Research is focused around four key themes:
- Animal Cells and Systems
- Biomolecular Interactions
- Ecology, Evolution and Environment; and
- Molecular Plant Sciences
We offer degree programmes in BSc Biological Sciences and a 4-year MBiol, while also contributing to the Natural Sciences programme
Priorities for the Department are to:
- bring in strong new academic staff, to strengthen the existing research themes;
- improve further the already outstanding research infrastructure; and
- improve further the student experience, at undergraduate and postgraduate levels.
Research is supported by state-of-the-art infrastructure in bioimaging, genomics, metabolomics and proteomics, and we work closely with other departments of physical, mathematical, engineering and social sciences across the University, and with industry and a range of environmental and health agencies. We envisage that cross-disciplinary working will be a growing feature of our research and teaching in the coming years.

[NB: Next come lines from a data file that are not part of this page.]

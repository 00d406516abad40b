use async_trait::async_trait;
use jsonwebtoken::errors::ErrorKind;
use jsonwebtoken::{Algorithm, DecodingKey, EncodingKey, Header, Validation, decode, encode};
use parley_protocol::Identity;
use serde::{Deserialize, Serialize};
use std::collections::HashMap;
use std::sync::Arc;
use std::time::{Duration, SystemTime, UNIX_EPOCH};
use thiserror::Error;

use crate::config::AuthConfig;

#[derive(Error, Debug)]
pub enum AuthError {
    #[error("missing credential")]
    Missing,

    #[error("credential expired")]
    Expired,

    #[error("{0}")]
    Invalid(String),
}

/// Turns the credential presented on `admit` into a stable identity.
#[async_trait]
pub trait TokenVerifier: Send + Sync {
    async fn verify(&self, token: &str) -> Result<Identity, AuthError>;
}

/// JWT claims; `sub` carries the identity.
#[derive(Debug, Serialize, Deserialize)]
pub struct Claims {
    pub sub: String,
    pub exp: u64,
    pub iat: u64,
}

/// HS256 JWT verifier sharing a secret with the token issuer.
pub struct JwtVerifier {
    key: DecodingKey,
    validation: Validation,
}

impl JwtVerifier {
    pub fn new(secret: &str) -> Self {
        let mut validation = Validation::new(Algorithm::HS256);
        validation.leeway = 5;
        Self {
            key: DecodingKey::from_secret(secret.as_bytes()),
            validation,
        }
    }
}

#[async_trait]
impl TokenVerifier for JwtVerifier {
    async fn verify(&self, token: &str) -> Result<Identity, AuthError> {
        if token.is_empty() {
            return Err(AuthError::Missing);
        }
        let data = decode::<Claims>(token, &self.key, &self.validation).map_err(|e| {
            match e.kind() {
                ErrorKind::ExpiredSignature => AuthError::Expired,
                _ => AuthError::Invalid(e.to_string()),
            }
        })?;
        if data.claims.sub.is_empty() {
            return Err(AuthError::Invalid("token has an empty subject".to_string()));
        }
        Ok(data.claims.sub)
    }
}

/// Fixed token table, for development setups without an identity provider.
pub struct StaticTokenVerifier {
    tokens: HashMap<String, Identity>,
}

impl StaticTokenVerifier {
    pub fn new(tokens: HashMap<String, Identity>) -> Self {
        Self { tokens }
    }
}

#[async_trait]
impl TokenVerifier for StaticTokenVerifier {
    async fn verify(&self, token: &str) -> Result<Identity, AuthError> {
        if token.is_empty() {
            return Err(AuthError::Missing);
        }
        self.tokens
            .get(token)
            .cloned()
            .ok_or_else(|| AuthError::Invalid("unknown token".to_string()))
    }
}

/// Mint an HS256 token for `identity`.
pub fn issue_token(
    secret: &str,
    identity: &str,
    ttl: Duration,
) -> Result<String, jsonwebtoken::errors::Error> {
    let now = SystemTime::now()
        .duration_since(UNIX_EPOCH)
        .unwrap_or_default()
        .as_secs();
    let claims = Claims {
        sub: identity.to_string(),
        exp: now + ttl.as_secs(),
        iat: now,
    };
    encode(
        &Header::new(Algorithm::HS256),
        &claims,
        &EncodingKey::from_secret(secret.as_bytes()),
    )
}

/// Build the verifier selected by configuration. A JWT secret wins over the
/// static table.
pub fn verifier_from_config(config: &AuthConfig) -> anyhow::Result<Arc<dyn TokenVerifier>> {
    if let Some(secret) = config.jwt_secret.as_deref().filter(|s| !s.is_empty()) {
        return Ok(Arc::new(JwtVerifier::new(secret)));
    }
    if !config.static_tokens.is_empty() {
        tracing::warn!(
            count = config.static_tokens.len(),
            "using static token table; do not use in production"
        );
        return Ok(Arc::new(StaticTokenVerifier::new(
            config.static_tokens.clone(),
        )));
    }
    anyhow::bail!("no authentication configured: set auth.jwt_secret or auth.static_tokens")
}
impl Relay {
    pub fn new(
        config: RelayConfig,
        store: Arc<dyn DataStore>,
        verifier: Arc<dyn TokenVerifier>,
    ) -> Arc<Self> {
        let presence = Arc::new(PresenceRegistry::new(config.max_connections));
        let rooms = Arc::new(RoomRouter::new());
        let delivery = Arc::new(DeliveryCoordinator::new(
            store.clone(),
            rooms.clone(),
            config.store_retry.clone(),
        ));
        let typing = Arc::new(TypingCoordinator::new(rooms.clone(), config.typing.ttl()));
        let calls = Arc::new(CallCoordinator::new(presence.clone(), &config.calls));
        Arc::new(Self {
            retry: config.store_retry.clone(),
            config,
            presence,
            rooms,
            delivery,
            typing,
            calls,
            store,
            verifier,
            next_conn_id: AtomicU64::new(1),
            announced: StdMutex::new(HashSet::new()),
        })
    }

    pub fn next_connection_id(&self) -> ConnectionId {
        self.next_conn_id.fetch_add(1, Ordering::Relaxed)
    }

    /// Start background maintenance (typing expiry).
    pub fn start_background(&self) -> JoinHandle<()> {
        self.typing
            .spawn_sweeper(self.config.typing.sweep_interval())
    }

    /// Admission hook, identical for fresh connections and reconnections.
    ///
    /// Store lookups happen before any in-memory state is touched.
    pub async fn admit(
        &self,
        conn_id: ConnectionId,
        token: &str,
        tx: mpsc::Sender<ServerEvent>,
    ) -> Result<ConnHandle, RelayError> {
        let identity = self.verifier.verify(token).await?;
        let store = &*self.store;
        let id = &identity;
        self.retry
            .run("register_identity", move || store.register_identity(id))
            .await?;
        let groups = self
            .retry
            .run("user_groups", move || store.user_groups(id))
            .await?;

        let handle = ConnHandle::new(conn_id, identity.clone(), tx);
        let admission = self.presence.admit(handle.clone())?;
        if admission != Admission::AlreadyAdmitted {
            self.rooms.join_personal_room(&handle);
            self.rooms.join_group_rooms(&handle, &groups);
            if self.presence.handle(conn_id).is_none() {
                // closed while joining
                self.rooms.leave_all(conn_id);
                return Err(RelayError::NotAdmitted);
            }
        }

        handle.deliver(ServerEvent::Admitted {
            identity: identity.clone(),
            connection_id: conn_id,
        });
        handle.deliver(ServerEvent::PresenceSnapshot {
            online: self.presence.snapshot(),
        });
        if admission == Admission::FirstConnection {
            self.sync_presence(&identity);
        }
        tracing::info!(conn = conn_id, identity = %identity, ?admission, groups = groups.len(), "connection admitted");
        Ok(handle)
    }

    /// Tear down everything a closed connection took part in. Each step takes
    /// and releases one component's lock.
    pub fn disconnect(&self, conn_id: ConnectionId) {
        let removal = self.presence.remove(conn_id);
        self.rooms.leave_all(conn_id);
        self.calls.on_connection_closed(conn_id);
        let Some(removal) = removal else {
            return;
        };
        if removal.last_connection {
            self.typing.clear_actor(&removal.identity);
            self.sync_presence(&removal.identity);
        }
        tracing::info!(conn = conn_id, identity = %removal.identity, last = removal.last_connection, "connection closed");
    }

    /// Announce `identity`'s presence if it differs from what was last
    /// announced. A racing admit and last-disconnect may both call this; the
    /// later call reads the final registry state, so observers converge on it.
    ///
    /// Lock order: `announced`, then presence.
    fn sync_presence(&self, identity: &str) {
        let mut announced = self
            .announced
            .lock()
            .unwrap_or_else(PoisonError::into_inner);
        let online = self.presence.is_online(identity);
        let changed = if online {
            announced.insert(identity.to_string())
        } else {
            announced.remove(identity)
        };
        if !changed {
            return;
        }
        let event = ServerEvent::PresenceChanged {
            identity: identity.to_string(),
            online,
        };
        for handle in self.presence.all_connections() {
            if handle.identity != identity {
                handle.deliver(event.clone());
            }
        }
    }

    /// Join `handle` to `room` unless its connection has already closed.
    /// Disconnect removes from presence before leaving rooms, so checking
    /// presence after the join catches a close that raced it.
    fn join_live(&self, room: RoomId, handle: &ConnHandle) -> bool {
        self.rooms.join(room, handle);
        if self.presence.handle(handle.id).is_some() {
            return true;
        }
        self.rooms.leave_all(handle.id);
        false
    }

    /// Unknown typing targets are `NotFound`. Only consults the store when
    /// the in-memory rooms cannot answer.
    async fn check_typing_target(&self, actor: &str, context: &Target) -> Result<(), RelayError> {
        let store = &*self.store;
        match context {
            Target::Peer(peer) => {
                if self.presence.is_online(peer) {
                    return Ok(());
                }
                let exists = self
                    .retry
                    .run("identity_exists", move || store.identity_exists(peer))
                    .await?;
                if !exists {
                    return Err(RelayError::NotFound(format!("user {peer}")));
                }
            }
            Target::Group(group_id) => {
                if self
                    .rooms
                    .has_identity(&RoomId::Group(group_id.clone()), actor)
                {
                    return Ok(());
                }
                let participants = self
                    .retry
                    .run("group_participants", move || store.group_participants(group_id))
                    .await?;
                if participants.is_none() {
                    return Err(RelayError::NotFound(format!("group {group_id}")));
                }
            }
        }
        Ok(())
    }

    pub async fn handle(&self, conn: &ConnHandle, event: ClientEvent) -> Result<(), RelayError> {
        match event {
            ClientEvent::Admit { token } => {
                let identity = self.verifier.verify(&token).await?;
                if identity != conn.identity {
                    return Err(RelayError::AlreadyAdmitted(conn.identity.clone()));
                }
                conn.deliver(ServerEvent::Admitted {
                    identity,
                    connection_id: conn.id,
                });
                conn.deliver(ServerEvent::PresenceSnapshot {
                    online: self.presence.snapshot(),
                });
                Ok(())
            }
            ClientEvent::WhoIsOnline => {
                conn.deliver(ServerEvent::PresenceSnapshot {
                    online: self.presence.snapshot(),
                });
                Ok(())
            }
            ClientEvent::SendMessage {
                target,
                content,
                message_type,
                reply_to,
                forwarded_from,
                client_ref,
            } => {
                let outgoing = OutgoingMessage {
                    target,
                    content,
                    message_type,
                    reply_to,
                    forwarded_from,
                    client_ref,
                };
                self.delivery.send(&conn.identity, outgoing).await?;
                Ok(())
            }
            ClientEvent::MarkDelivered { message_id } => {
                self.delivery
                    .mark_delivered(&message_id, &conn.identity)
                    .await
            }
            ClientEvent::MarkRead { message_id } => {
                self.delivery.mark_read(&message_id, &conn.identity).await
            }
            ClientEvent::DeleteMessage { message_id, hard } => {
                self.delivery
                    .delete(&message_id, &conn.identity, hard)
                    .await
            }
            ClientEvent::Typing { context, is_typing } => {
                self.check_typing_target(&conn.identity, &context).await?;
                self.typing.set_typing(&conn.identity, context, is_typing)
            }
            ClientEvent::RefreshGroup { group_id } => {
                self.refresh_group(&conn.identity, &group_id).await
            }
            ClientEvent::CallRequest {
                callee_id,
                offer,
                kind,
            } => {
                self.calls.request_call(conn, &callee_id, offer, kind)?;
                Ok(())
            }
            ClientEvent::CallAccept { call_id, answer } => {
                self.calls.accept(conn, &call_id, answer)
            }
            ClientEvent::CallReject { call_id } => self.calls.reject(conn, &call_id),
            ClientEvent::EndCall { call_id } => self.calls.end_call(conn, &call_id),
            ClientEvent::IceCandidate { call_id, candidate } => {
                self.calls.relay_ice(conn, &call_id, candidate)
            }
            ClientEvent::CallConnected { call_id } => {
                self.calls.mark_connected(conn, &call_id)
            }
            ClientEvent::Ping { timestamp_ms } => {
                conn.deliver(ServerEvent::Pong { timestamp_ms });
                Ok(())
            }
            // the connection task closes the socket
            ClientEvent::Logout => Ok(()),
        }
    }

    /// Re-derive a group room from the store's participant list.
    pub async fn refresh_group(&self, requester: &str, group_id: &GroupId) -> Result<(), RelayError> {
        let store = &*self.store;
        let participants = self
            .retry
            .run("group_participants", move || store.group_participants(group_id))
            .await?;
        let room = RoomId::Group(group_id.clone());

        let Some(participants) = participants else {
            if !self.rooms.has_identity(&room, requester) {
                return Err(RelayError::NotFound(format!("group {group_id}")));
            }
            let removed = ServerEvent::GroupRemoved {
                group_id: group_id.clone(),
            };
            let former = self.rooms.drop_room(&room);
            for handle in &former {
                handle.deliver(removed.clone());
            }
            tracing::info!(group_id = %group_id, former = former.len(), "group room dropped");
            return Ok(());
        };

        if !participants.iter().any(|p| p == requester) && !self.rooms.has_identity(&room, requester) {
            return Err(RelayError::Forbidden(format!(
                "not a participant of group {group_id}"
            )));
        }

        let removed = ServerEvent::GroupRemoved {
            group_id: group_id.clone(),
        };
        for identity in self.rooms.member_identities(&room) {
            if participants.contains(&identity) {
                continue;
            }
            for handle in self.rooms.leave_group_room(&identity, group_id) {
                handle.deliver(removed.clone());
            }
        }
        for participant in &participants {
            for handle in self.presence.connections_for(participant) {
                self.join_live(room.clone(), &handle);
            }
        }
        self.rooms.broadcast(
            &room,
            &ServerEvent::GroupUpdated {
                group_id: group_id.clone(),
                participants,
            },
        );
        Ok(())
    }

    pub fn health(&self) -> HealthReport {
        HealthReport {
            status: "ok",
            online: self.presence.online_count(),
            connections: self.presence.connection_count(),
            active_calls: self.calls.active_count(),
        }
    }
}

/// The single client event an error turns into. Unreachable call targets are
/// reported as a failed call rather than a generic error.
pub fn render_error(err: &RelayError) -> ServerEvent {
    match err {
        RelayError::RecipientUnavailable(peer) => ServerEvent::CallFailed {
            call_id: None,
            peer_id: peer.clone(),
            reason: CallFailureReason::RecipientUnavailable,
        },
        RelayError::CalleeBusy(peer) => ServerEvent::CallFailed {
            call_id: None,
            peer_id: peer.clone(),
            reason: CallFailureReason::Busy,
        },
        other => {
            let (code, message) = other.to_error_code();
            ServerEvent::Error { code, message }
        }
    }
}
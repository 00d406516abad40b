use anyhow::{Context, Result};
use clap::{Parser, Subcommand};
use parley_relay::RelayConfig;
use parley_relay::auth::issue_token;
use std::net::SocketAddr;
use std::path::PathBuf;
use std::time::Duration;

#[derive(Parser, Debug)]
#[command(author, version, about = "parley presence, messaging and call-signaling relay")]
struct Args {
    /// Config file (default: $XDG_CONFIG_HOME/parley/relay.toml).
    #[arg(long)]
    config: Option<PathBuf>,
    #[arg(long)]
    listen: Option<SocketAddr>,
    /// SQLite database file.
    #[arg(long)]
    store: Option<PathBuf>,
    #[arg(long, env = "PARLEY_JWT_SECRET", hide_env_values = true)]
    jwt_secret: Option<String>,
    #[arg(long)]
    max_connections: Option<usize>,
    #[command(subcommand)]
    command: Option<Command>,
}

#[derive(Subcommand, Debug)]
enum Command {
    /// Mint a development token for an identity.
    IssueToken {
        identity: String,
        #[arg(long, default_value = "86400")]
        ttl_secs: u64,
        /// Signing secret (defaults to the configured one).
        #[arg(long)]
        secret: Option<String>,
    },
}

#[tokio::main]
async fn main() -> Result<()> {
    tracing_subscriber::fmt()
        .with_env_filter(
            tracing_subscriber::EnvFilter::try_from_default_env()
                .unwrap_or_else(|_| "parley_relay=info".into()),
        )
        .init();

    let args = Args::parse();
    let mut config = RelayConfig::load(args.config.as_deref())?;
    if let Some(listen) = args.listen {
        config.listen = listen;
    }
    if let Some(store) = args.store {
        config.store_path = Some(store);
    }
    if let Some(secret) = args.jwt_secret {
        config.auth.jwt_secret = Some(secret);
    }
    if let Some(max) = args.max_connections {
        config.max_connections = max;
    }
    config.validate()?;

    match args.command {
        Some(Command::IssueToken {
            identity,
            ttl_secs,
            secret,
        }) => {
            let secret = secret
                .or(config.auth.jwt_secret)
                .context("no signing secret: pass --secret or configure auth.jwt_secret")?;
            let token = issue_token(&secret, &identity, Duration::from_secs(ttl_secs))
                .context("failed to sign token")?;
            println!("{token}");
            Ok(())
        }
        None => {
            tracing::info!(
                listen = %config.listen,
                max_connections = config.max_connections,
                store = ?config.store_path,
                "starting parley-relay"
            );
            parley_relay::serve(config).await
        }
    }
}
use dashmap::DashMap;
use dashmap::mapref::entry::Entry;
use parley_protocol::{Identity, ServerEvent, Target};
use std::sync::Arc;
use std::time::Duration;
use tokio::task::JoinHandle;
use tokio::time::{Instant, MissedTickBehavior};

use crate::error::RelayError;
use crate::rooms::{RoomId, RoomRouter};

/// Self-expiring "is typing" signals, one per (actor, context).
///
/// A signal's notification is emitted while its entry is locked, so a
/// started/stopped pair for the same key can never be observed out of order.
///
/// Lock order: a `signals` entry may be held while `rooms` locks are taken,
/// never the reverse. `RoomRouter` never calls back into this type.
pub struct TypingCoordinator {
    rooms: Arc<RoomRouter>,
    signals: DashMap<(Identity, Target), Instant>,
    ttl: Duration,
}

impl TypingCoordinator {
    pub fn new(rooms: Arc<RoomRouter>, ttl: Duration) -> Self {
        Self {
            rooms,
            signals: DashMap::new(),
            ttl,
        }
    }

    pub fn set_typing(
        &self,
        actor: &str,
        context: Target,
        is_typing: bool,
    ) -> Result<(), RelayError> {
        match &context {
            Target::Peer(peer) if peer == actor => {
                return Err(RelayError::InvalidRequest(
                    "typing context cannot be yourself".to_string(),
                ));
            }
            Target::Group(group_id) => {
                if !self
                    .rooms
                    .has_identity(&RoomId::Group(group_id.clone()), actor)
                {
                    return Err(RelayError::Forbidden(format!(
                        "not a participant of group {group_id}"
                    )));
                }
            }
            Target::Peer(_) => {}
        }

        let key = (actor.to_string(), context);
        if is_typing {
            let expires_at = Instant::now() + self.ttl;
            let mut entry = self.signals.entry(key.clone()).or_insert(expires_at);
            *entry = expires_at;
            self.emit(&key.0, &key.1, true);
            drop(entry);
        } else if let Entry::Occupied(o) = self.signals.entry(key) {
            let (actor, context) = o.key();
            self.emit(actor, context, false);
            o.remove();
        }
        Ok(())
    }

    /// Remove every signal that expired at or before `now`. Returns how many.
    pub fn sweep(&self, now: Instant) -> usize {
        let expired: Vec<(Identity, Target)> = self
            .signals
            .iter()
            .filter(|e| *e.value() <= now)
            .map(|e| e.key().clone())
            .collect();
        let mut removed = 0;
        for key in expired {
            // refreshed since the scan?
            if let Entry::Occupied(o) = self.signals.entry(key) {
                if *o.get() <= now {
                    let (actor, context) = o.key();
                    self.emit(actor, context, false);
                    o.remove();
                    removed += 1;
                }
            }
        }
        if removed > 0 {
            tracing::trace!(removed, "expired typing signals");
        }
        removed
    }

    /// Stop every signal of `actor`, e.g. when its last connection closes.
    pub fn clear_actor(&self, actor: &str) -> usize {
        let keys: Vec<(Identity, Target)> = self
            .signals
            .iter()
            .filter(|e| e.key().0 == actor)
            .map(|e| e.key().clone())
            .collect();
        let mut cleared = 0;
        for key in keys {
            if let Entry::Occupied(o) = self.signals.entry(key) {
                let (actor, context) = o.key();
                self.emit(actor, context, false);
                o.remove();
                cleared += 1;
            }
        }
        cleared
    }

    pub fn is_typing(&self, actor: &str, context: &Target) -> bool {
        self.signals
            .contains_key(&(actor.to_string(), context.clone()))
    }

    pub fn signal_count(&self) -> usize {
        self.signals.len()
    }

    pub fn spawn_sweeper(self: &Arc<Self>, interval: Duration) -> JoinHandle<()> {
        let typing = Arc::clone(self);
        tokio::spawn(async move {
            let mut ticker = tokio::time::interval(interval);
            ticker.set_missed_tick_behavior(MissedTickBehavior::Delay);
            loop {
                ticker.tick().await;
                typing.sweep(Instant::now());
            }
        })
    }

    /// Peer observers see the conversation keyed by the actor, not themselves.
    fn emit(&self, actor: &str, context: &Target, is_typing: bool) {
        let (room, observed) = match context {
            Target::Peer(peer) => (
                RoomId::Personal(peer.clone()),
                Target::Peer(actor.to_string()),
            ),
            Target::Group(group_id) => (RoomId::Group(group_id.clone()), context.clone()),
        };
        let event = ServerEvent::TypingChanged {
            actor_id: actor.to_string(),
            context: observed,
            is_typing,
        };
        self.rooms.broadcast_except(&room, &event, actor);
    }
}

#[cfg(test)]
mod tests {
    use super::*;
    use crate::testutil::{drain, handle};

    fn typing_events(events: &[ServerEvent]) -> Vec<(String, Target, bool)> {
        events
            .iter()
            .filter_map(|e| match e {
                ServerEvent::TypingChanged {
                    actor_id,
                    context,
                    is_typing,
                } => Some((actor_id.clone(), context.clone(), *is_typing)),
                _ => None,
            })
            .collect()
    }

    fn setup() -> (Arc<RoomRouter>, Arc<TypingCoordinator>) {
        let rooms = Arc::new(RoomRouter::new());
        let typing = Arc::new(TypingCoordinator::new(
            rooms.clone(),
            Duration::from_millis(3_000),
        ));
        (rooms, typing)
    }

    #[tokio::test]
    async fn peer_context_is_rewritten_for_observer() {
        let (rooms, typing) = setup();
        let (bob, mut rx) = handle(2, "bob");
        rooms.join_personal_room(&bob);

        typing
            .set_typing("alice", Target::Peer("bob".to_string()), true)
            .unwrap();
        assert_eq!(
            typing_events(&drain(&mut rx)),
            vec![(
                "alice".to_string(),
                Target::Peer("alice".to_string()),
                true
            )]
        );
    }

    #[tokio::test]
    async fn one_signal_per_key_and_stop_only_when_present() {
        let (rooms, typing) = setup();
        let (bob, mut rx) = handle(2, "bob");
        rooms.join_personal_room(&bob);
        let ctx = Target::Peer("bob".to_string());

        typing.set_typing("alice", ctx.clone(), true).unwrap();
        typing.set_typing("alice", ctx.clone(), true).unwrap();
        assert_eq!(typing.signal_count(), 1);
        typing.set_typing("alice", ctx.clone(), false).unwrap();
        typing.set_typing("alice", ctx.clone(), false).unwrap();
        assert!(!typing.is_typing("alice", &ctx));

        let flags: Vec<bool> = typing_events(&drain(&mut rx))
            .into_iter()
            .map(|(_, _, t)| t)
            .collect();
        assert_eq!(flags, vec![true, true, false]);
    }

    #[tokio::test]
    async fn group_context_requires_membership_and_skips_actor() {
        let (rooms, typing) = setup();
        let (alice, mut ra) = handle(1, "alice");
        let (bob, mut rb) = handle(2, "bob");
        rooms.join_group_rooms(&alice, &["g1".to_string()]);
        rooms.join_group_rooms(&bob, &["g1".to_string()]);

        assert!(matches!(
            typing.set_typing("carol", Target::Group("g1".to_string()), true),
            Err(RelayError::Forbidden(_))
        ));
        typing
            .set_typing("alice", Target::Group("g1".to_string()), true)
            .unwrap();
        assert!(drain(&mut ra).is_empty());
        assert_eq!(
            typing_events(&drain(&mut rb)),
            vec![("alice".to_string(), Target::Group("g1".to_string()), true)]
        );
    }

    #[tokio::test]
    async fn self_context_is_invalid() {
        let (_rooms, typing) = setup();
        assert!(matches!(
            typing.set_typing("alice", Target::Peer("alice".to_string()), true),
            Err(RelayError::InvalidRequest(_))
        ));
    }

    #[tokio::test(start_paused = true)]
    async fn sweep_expires_after_ttl() {
        let (rooms, typing) = setup();
        let (bob, mut rx) = handle(2, "bob");
        rooms.join_personal_room(&bob);
        let ctx = Target::Peer("bob".to_string());
        typing.set_typing("alice", ctx.clone(), true).unwrap();
        drain(&mut rx);

        assert_eq!(typing.sweep(Instant::now() + Duration::from_millis(2_999)), 0);
        assert_eq!(typing.sweep(Instant::now() + Duration::from_millis(3_000)), 1);
        assert_eq!(
            typing_events(&drain(&mut rx)),
            vec![("alice".to_string(), Target::Peer("alice".to_string()), false)]
        );
    }

    #[tokio::test(start_paused = true)]
    async fn refresh_slides_expiry() {
        let (_rooms, typing) = setup();
        let ctx = Target::Peer("bob".to_string());
        typing.set_typing("alice", ctx.clone(), true).unwrap();
        tokio::time::advance(Duration::from_millis(2_000)).await;
        typing.set_typing("alice", ctx.clone(), true).unwrap();
        tokio::time::advance(Duration::from_millis(1_500)).await;
        assert_eq!(typing.sweep(Instant::now()), 0);
        assert!(typing.is_typing("alice", &ctx));
    }

    #[tokio::test(start_paused = true)]
    async fn sweeper_task_emits_stop_within_one_interval() {
        let (rooms, typing) = setup();
        let (bob, mut rx) = handle(2, "bob");
        rooms.join_personal_room(&bob);
        let sweeper = typing.spawn_sweeper(Duration::from_millis(500));

        typing
            .set_typing("alice", Target::Peer("bob".to_string()), true)
            .unwrap();
        drain(&mut rx);
        tokio::time::sleep(Duration::from_millis(3_500)).await;
        let events = typing_events(&drain(&mut rx));
        assert_eq!(events.len(), 1);
        assert!(!events[0].2);
        sweeper.abort();
    }

    #[tokio::test]
    async fn clear_actor_stops_all_contexts() {
        let (rooms, typing) = setup();
        let (bob, mut rb) = handle(2, "bob");
        let (carol, mut rc) = handle(3, "carol");
        rooms.join_personal_room(&bob);
        rooms.join_group_rooms(&carol, &["g1".to_string()]);
        let (alice, _ra) = handle(1, "alice");
        rooms.join_group_rooms(&alice, &["g1".to_string()]);

        typing
            .set_typing("alice", Target::Peer("bob".to_string()), true)
            .unwrap();
        typing
            .set_typing("alice", Target::Group("g1".to_string()), true)
            .unwrap();
        drain(&mut rb);
        drain(&mut rc);

        assert_eq!(typing.clear_actor("alice"), 2);
        assert_eq!(typing.signal_count(), 0);
        assert_eq!(typing_events(&drain(&mut rb)).len(), 1);
        assert_eq!(typing_events(&drain(&mut rc)).len(), 1);
    }
}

We are ranked 5th in the UK for Biological Sciences Departments and hold an Athena SWAN Bronze Award
Complete University Guide 2019
We have positions available for 1) Professor (grade 10) level in Plant Molecular Sciences; 2) Assistant Professor (Grade 8) in Biochemistry or Molecular Cell Biology; and 3) Assistant Professor (Grade 8) in Ecology, Environment or Evolution. We are keen to appoint new staff from diverse backgrounds who have research and teaching interests that are complementary to current strengths in the Department of Biosciences (https://www.dur.ac.uk/biosciences/research/).
We are particularly interested in receiving outstanding applications from women and from candidates of ethnic minority backgrounds, to increase our diversity. As an employer committed to promoting the very best talent, we also encourage applications from researchers who may have taken career breaks for family or other reasons, or who may need to consider flexible working.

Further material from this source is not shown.